FOR IMMEDIATE RELEASE | Mon Jul 31 16:42:03 EDT 2006

Disney’s Epcot teams with American Chemical Society to offer chemistry course for kids

Imagine the ideal fun place for kids to learn about science in general and chemistry in particular and what comes to mind? Try Disney World.

The American Chemical Society, working with the Disney Institute, is now offering “Everyday Chemistry” — a three-hour, hands-on course for students in grades 4-9 — at Disney’s Epcot in Orlando, Fla. The course, developed through collaboration between Disney and the ACS Education Division, is part of the Disney Youth Education Series (YES) and takes place at three scientific exhibits at Epcot. Educators with the Disney Institute teach the courses, using material provided by ACS.

“The whole idea is to show how the millions of things we use and do every day are tied to chemistry, using Epcot exhibits to illustrate this idea,” explains James Kessler, manager of K-8 Science for the ACS Education Division. The exhibits are Innovations, Universe of Energy and Test Track. Innovations features different materials with a focus on plastics; Universe of Energy explores present and future fuel sources; and Test Track simulates the many driving conditions (wet, dry, rough roads) that drivers encounter.

All three exhibits are interrelated, showing how photosynthesis benefits plants, how the sun provides solar energy to plants through photosynthesis and how plants lead to petroleum, which leads to gasoline and plastics, which are used in vehicles and household items, explains Kessler. He adds that hands-on experiments and activities play a major role in the course.

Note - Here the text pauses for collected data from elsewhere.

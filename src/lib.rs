//! Builders for Discord channel messages, direct messages and interaction responses
//!
//! Each builder collects optional payload fields, dispatches them with a single
//! `send`, and keeps the identifiers needed to `edit` or `delete` the result.
//! Requests go through a [`DiscordService`]; [`SerenityDiscordService`] is the
//! implementation backed by serenity's HTTP client.
//!
//! ```no_run
//! use msgkit::{ChannelMessage, MessageOption, Params, SerenityDiscordService};
//! use serenity::model::id::ChannelId;
//!
//! # async fn run() -> anyhow::Result<()> {
//! let discord = SerenityDiscordService::from_params(&Params::new()?);
//!
//! let mut message = ChannelMessage::new([MessageOption::Content("hello".to_string())]);
//! message.send(&discord, ChannelId::new(123456789)).await?;
//!
//! let message = message.with_content("hello again");
//! message.edit(&discord).await?;
//! # Ok(())
//! # }
//! ```

pub mod adapters;
pub mod error;
pub mod message;
pub mod params;

pub use adapters::{DiscordService, InteractionRef, SerenityDiscordService};
pub use error::MessageError;
pub use message::{ChannelMessage, DirectMessage, InteractionResponse, MessageOption, ResponseType};
pub use params::Params;
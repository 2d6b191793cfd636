//! Send, edit and delete a channel message and a direct message
//!
//! Required environment: `DISCORD_TOKEN`, `DEMO_CHANNEL_ID`.
//! Optional: `DEMO_USER_ID` to also send a direct message.

use anyhow::Context as _;
use msgkit::{ChannelMessage, DirectMessage, MessageOption, Params, SerenityDiscordService};
use serde::Deserialize;
use serenity::builder::CreateEmbed;
use serenity::model::id::{ChannelId, UserId};
use std::num::NonZeroU64;
use tracing::info;

#[derive(Debug, Deserialize)]
struct DemoParams {
    demo_channel_id: NonZeroU64,
    #[serde(default)]
    demo_user_id: Option<NonZeroU64>,
}

#[tokio::main]
async fn main() -> anyhow::Result<()> {
    // Load environment variables from .env file if it exists
    let _ = dotenvy::dotenv();

    // Default: msgkit=info, serenity=warn
    tracing_subscriber::fmt()
        .with_env_filter(
            tracing_subscriber::EnvFilter::try_from_default_env()
                .unwrap_or_else(|_| "msgkit=info,serenity=warn".into()),
        )
        .init();

    let params = Params::new()?;
    info!(?params, "Parameters loaded");

    let demo = envy::from_env::<DemoParams>().context("Failed to load demo configuration")?;
    let discord = SerenityDiscordService::from_params(&params);

    let mut message = ChannelMessage::new([MessageOption::Content("Hello from msgkit".into())]);
    message
        .send(&discord, ChannelId::new(demo.demo_channel_id.get()))
        .await
        .context("Sending channel message")?;

    let mut message = message
        .with_content("Hello again")
        .with_embeds(vec![CreateEmbed::new().title("Edited")]);
    message.edit(&discord).await.context("Editing channel message")?;
    message
        .delete(&discord)
        .await
        .context("Deleting channel message")?;

    if let Some(user_id) = demo.demo_user_id {
        let mut dm = DirectMessage::new([MessageOption::Content("Hello in private".into())]);
        let message_id = dm
            .send(&discord, UserId::new(user_id.get()))
            .await
            .context("Sending direct message")?;
        info!(%message_id, "Direct message left in place");
    }

    Ok(())
}
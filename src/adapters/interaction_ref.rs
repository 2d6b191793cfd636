use crate::params::mask_token;
use serde::{Deserialize, Serialize};
use serenity::model::application::{
    CommandInteraction, ComponentInteraction, Interaction, ModalInteraction,
};
use serenity::model::id::InteractionId;

/// Handle to a pending interaction that a response is sent to
///
/// Holds the interaction ID and its continuation token. The token stays valid
/// for 15 minutes after the interaction was created; edits and deletes of the
/// original response need it.
#[derive(Clone, PartialEq, Eq, Serialize, Deserialize)]
pub struct InteractionRef {
    pub id: InteractionId,
    pub token: String,
}

impl InteractionRef {
    pub fn new(id: InteractionId, token: impl Into<String>) -> Self {
        Self {
            id,
            token: token.into(),
        }
    }
}

impl std::fmt::Debug for InteractionRef {
    fn fmt(&self, f: &mut std::fmt::Formatter<'_>) -> std::fmt::Result {
        f.debug_struct("InteractionRef")
            .field("id", &self.id)
            .field("token", &mask_token(&self.token))
            .finish()
    }
}

impl From<&Interaction> for InteractionRef {
    fn from(interaction: &Interaction) -> Self {
        Self::new(interaction.id(), interaction.token())
    }
}

impl From<&CommandInteraction> for InteractionRef {
    fn from(interaction: &CommandInteraction) -> Self {
        Self::new(interaction.id, interaction.token.as_str())
    }
}

impl From<&ComponentInteraction> for InteractionRef {
    fn from(interaction: &ComponentInteraction) -> Self {
        Self::new(interaction.id, interaction.token.as_str())
    }
}

impl From<&ModalInteraction> for InteractionRef {
    fn from(interaction: &ModalInteraction) -> Self {
        Self::new(interaction.id, interaction.token.as_str())
    }
}
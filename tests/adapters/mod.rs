// Mock implementations for adapter layer testing

pub mod mock_discord;

pub use mock_discord::{MockDiscordService, Operation, RecordedCall};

Some examples, he notes, are making polymers out of glue, borax and water, using a solar cell to run a small motor and creating a model of a polymer that is used to make plastic bags.

“Everyday Chemistry” and other YES courses must be arranged through school systems. For more information on the program visit DisneyYES.com or call 877-343-5387. For hands-on chemistry experiments for kids and parents, visit Activities for Children.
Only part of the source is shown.